日産「セレナ e-POWER」試乗してみた

日産のミドルクラスミニバン「セレナ」に、「e-POWER」が搭載されました。

「e-POWER」の搭載は「ノート」に次ぐ第2弾のモデルとなり、「ノート e-POWER」が日産の予想を超えた好調な販売を記録したことから、「セレナ」にも「e-POWER」を採用し、販売台数の拡大を狙っています。

「e-POWER」の好調さは、「充電のいらない電気自動車」と銘打った、日産の巧みな広告戦略による部分も大きく、シリーズハイブリッドシステムに分類される「e-POWER」を、電気自動車のように思い込ませた効果も大きく貢献しています。

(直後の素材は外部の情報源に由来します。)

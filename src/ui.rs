use auction_dapp::view::{
    Slot,
    View,
    ViewState,
};
use color_eyre::eyre::{
    Result,
    eyre,
};
use crossterm::{
    event::{
        self,
        Event,
        KeyCode,
        KeyEvent,
        KeyEventKind,
        KeyModifiers,
    },
    terminal::{
        disable_raw_mode,
        enable_raw_mode,
    },
};
use ratatui::{
    prelude::*,
    widgets::*,
};
use std::io::stdout;
use tokio::sync::mpsc;

#[derive(Clone, Copy, Debug, PartialEq, Eq)]
pub enum UserEvent {
    Quit,
    Refresh,
    SubmitBid,
    Withdraw,
    CancelAuction,
    DismissAlert,
    Redraw,
}

#[derive(Debug, Default)]
pub struct UiState {
    mode: Mode,
    terminal: Option<Terminal<CrosstermBackend<std::io::Stdout>>>,
}

#[derive(Clone, Copy, Debug, Default, PartialEq, Eq)]
enum Mode {
    #[default]
    Normal,
    BidModal,
}

pub type InputEventReceiver = mpsc::UnboundedReceiver<std::io::Result<Event>>;

/// Terminal input read on a dedicated thread, since `event::read` blocks.
pub fn input_event_stream() -> InputEventReceiver {
    let (tx, rx) = mpsc::unbounded_channel();
    std::thread::spawn(move || {
        loop {
            let event = event::read();
            let failed = event.is_err();
            if tx.send(event).is_err() || failed {
                break;
            }
        }
    });
    rx
}

pub async fn next_raw_event(input_events: &mut InputEventReceiver) -> Result<Event> {
    match input_events.recv().await {
        Some(event) => Ok(event?),
        None => Err(eyre!("terminal input closed")),
    }
}

pub fn terminal_enter(state: &mut UiState) -> Result<()> {
    enable_raw_mode()?;
    crossterm::execute!(std::io::stdout(), crossterm::terminal::EnterAlternateScreen)?;
    let backend = CrosstermBackend::new(stdout());
    state.terminal = Some(Terminal::new(backend)?);
    Ok(())
}

pub fn terminal_exit() -> Result<()> {
    disable_raw_mode()?;
    crossterm::execute!(std::io::stdout(), crossterm::terminal::LeaveAlternateScreen)?;
    Ok(())
}

pub fn draw(state: &mut UiState, view: &ViewState) -> Result<()> {
    if let Some(mut term) = state.terminal.take() {
        term.draw(|f| ui(f, state, view))?;
        state.terminal = Some(term);
    }
    Ok(())
}

/// Maps a terminal event to a user action. Edits of the bid amount are
/// written straight to the view's bid input.
pub fn interpret_event(state: &mut UiState, view: &View, event: Event) -> Option<UserEvent> {
    match event {
        Event::Key(key) if key.kind == KeyEventKind::Press => {
            interpret_key(state, view, key)
        }
        Event::Resize(_, _) => Some(UserEvent::Redraw),
        _ => None,
    }
}

fn interpret_key(state: &mut UiState, view: &View, key: KeyEvent) -> Option<UserEvent> {
    // raw mode swallows SIGINT
    if key.modifiers.contains(KeyModifiers::CONTROL) && key.code == KeyCode::Char('c') {
        return Some(UserEvent::Quit);
    }
    // an open alert swallows input until acknowledged
    if view.state().current_alert().is_some() {
        return match key.code {
            KeyCode::Enter | KeyCode::Esc | KeyCode::Char(' ') => Some(UserEvent::DismissAlert),
            _ => None,
        };
    }

    match state.mode {
        Mode::BidModal => match key.code {
            KeyCode::Esc => {
                state.mode = Mode::Normal;
                Some(UserEvent::Redraw)
            }
            KeyCode::Enter => {
                state.mode = Mode::Normal;
                Some(UserEvent::SubmitBid)
            }
            KeyCode::Backspace => {
                let mut input = view.bid_input();
                input.pop();
                view.set_bid_input(input);
                Some(UserEvent::Redraw)
            }
            KeyCode::Char(c) if c.is_ascii_digit() || c == '.' => {
                let mut input = view.bid_input();
                input.push(c);
                view.set_bid_input(input);
                Some(UserEvent::Redraw)
            }
            _ => None,
        },
        Mode::Normal => match key.code {
            KeyCode::Char('q') | KeyCode::Esc => Some(UserEvent::Quit),
            KeyCode::Char('r') => Some(UserEvent::Refresh),
            KeyCode::Char('b') => {
                state.mode = Mode::BidModal;
                Some(UserEvent::Redraw)
            }
            KeyCode::Char('w') => Some(UserEvent::Withdraw),
            KeyCode::Char('c') if view.owner_operations_visible() => {
                Some(UserEvent::CancelAuction)
            }
            _ => None,
        },
    }
}

fn ui(f: &mut Frame, state: &UiState, view: &ViewState) {
    f.render_widget(Clear, f.area());
    let owner_height = if view.owner_operations_visible() { 3 } else { 0 };
    let chunks = Layout::default()
        .direction(Direction::Vertical)
        .constraints([
            Constraint::Length(8),            // auction info
            Constraint::Length(5),            // my bid + statuses
            Constraint::Length(3),            // activity
            Constraint::Length(owner_height), // owner operations
            Constraint::Min(1),               // help
        ])
        .split(f.area());

    draw_slots(
        f,
        chunks[0],
        "Auction",
        view,
        &[
            Slot::AuctionEnd,
            Slot::HighestBidder,
            Slot::HighestBid,
            Slot::State,
            Slot::CarBrand,
            Slot::RegistrationNumber,
        ],
    );
    draw_slots(
        f,
        chunks[1],
        "My bid",
        view,
        &[Slot::MyBid, Slot::BiddingStatus, Slot::WithdrawStatus],
    );
    draw_slots(f, chunks[2], "Activity", view, &[Slot::EventsLog]);
    if view.owner_operations_visible() {
        let p = Paragraph::new("c  cancel auction").block(
            Block::default()
                .borders(Borders::ALL)
                .title("Owner operations"),
        );
        f.render_widget(p, chunks[3]);
    }
    draw_help(f, chunks[4], view);
    draw_modals(f, state, view);
}

fn draw_slots(f: &mut Frame, area: Rect, title: &str, view: &ViewState, slots: &[Slot]) {
    let lines: Vec<Line> = slots
        .iter()
        .map(|slot| {
            Line::from(vec![
                Span::styled(
                    format!("{}: ", slot.label()),
                    Style::default().fg(Color::DarkGray),
                ),
                Span::raw(view.slot(*slot).unwrap_or("-").to_string()),
            ])
        })
        .collect();
    let p = Paragraph::new(lines)
        .wrap(Wrap { trim: true })
        .block(Block::default().borders(Borders::ALL).title(title.to_string()));
    f.render_widget(p, area);
}

fn draw_help(f: &mut Frame, area: Rect, view: &ViewState) {
    let mut help = String::from("b bid  w withdraw  r refresh");
    if view.owner_operations_visible() {
        help.push_str("  c cancel auction");
    }
    help.push_str("  q quit");
    let p = Paragraph::new(help).style(Style::default().fg(Color::Gray));
    f.render_widget(p, area);
}

fn draw_modals(f: &mut Frame, state: &UiState, view: &ViewState) {
    if state.mode == Mode::BidModal {
        let area = centered_rect(40, 20, f.area());
        let block = Block::default().borders(Borders::ALL).title("Place Bid");
        let p = Paragraph::new(format!(
            "Amount (ETH): {}_\nEnter=confirm Esc=cancel",
            view.bid_input()
        ));
        f.render_widget(Clear, area);
        f.render_widget(block.clone(), area);
        f.render_widget(p, block.inner(area));
    }

    // alerts sit above everything else
    if let Some(alert) = view.current_alert() {
        let area = centered_rect(50, 20, f.area());
        let block = Block::default()
            .borders(Borders::ALL)
            .border_style(Style::default().fg(Color::Red))
            .title("Alert");
        let p = Paragraph::new(format!("{}\n\nEnter=ok", alert.message))
            .wrap(Wrap { trim: true });
        f.render_widget(Clear, area);
        f.render_widget(block.clone(), area);
        f.render_widget(p, block.inner(area));
    }
}

fn centered_rect(w_percent: u16, h_percent: u16, r: Rect) -> Rect {
    let popup_layout = Layout::default()
        .direction(Direction::Vertical)
        .constraints([
            Constraint::Percentage((100 - h_percent) / 2),
            Constraint::Percentage(h_percent),
            Constraint::Percentage((100 - h_percent) / 2),
        ])
        .split(r);

    Layout::default()
        .direction(Direction::Horizontal)
        .constraints([
            Constraint::Percentage((100 - w_percent) / 2),
            Constraint::Percentage(w_percent),
            Constraint::Percentage((100 - w_percent) / 2),
        ])
        .split(popup_layout[1])[1]
}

「セレナ」に搭載される「e-POWER」は、「ノート e-POWER」に使われているシステムが流用され、発電用に使われるエンジンも1.2ℓのままです。

しかし車重の重さに対応するため、モーター出力で27PS、モータートルク6.7kgf・m、バッテリー容量0.3kWhをそれぞれアップさせ、エンジンもオイルクーラーなどを追加し出力を5PSアップし、充電供給能力を高めています。

セレナ e-POWERノート e-POWER
モーター出力136PS109PS
モータートルク32.6kgf・m25.9kgf・m
バッテリー容量1.8kWh1.5kWh
エンジン出力84PS79PS

「セレナ e-POWER」はエアロ仕様のHighway STARと、ノーマルシリーズにそれぞれ設定され、Highway STARは「e-POWER Highway STAR V」「e-POWER Highway STAR 」の2グレードで、ノーマルシリーズは「e-POWER XV」「e-POWER X」の2タイプです。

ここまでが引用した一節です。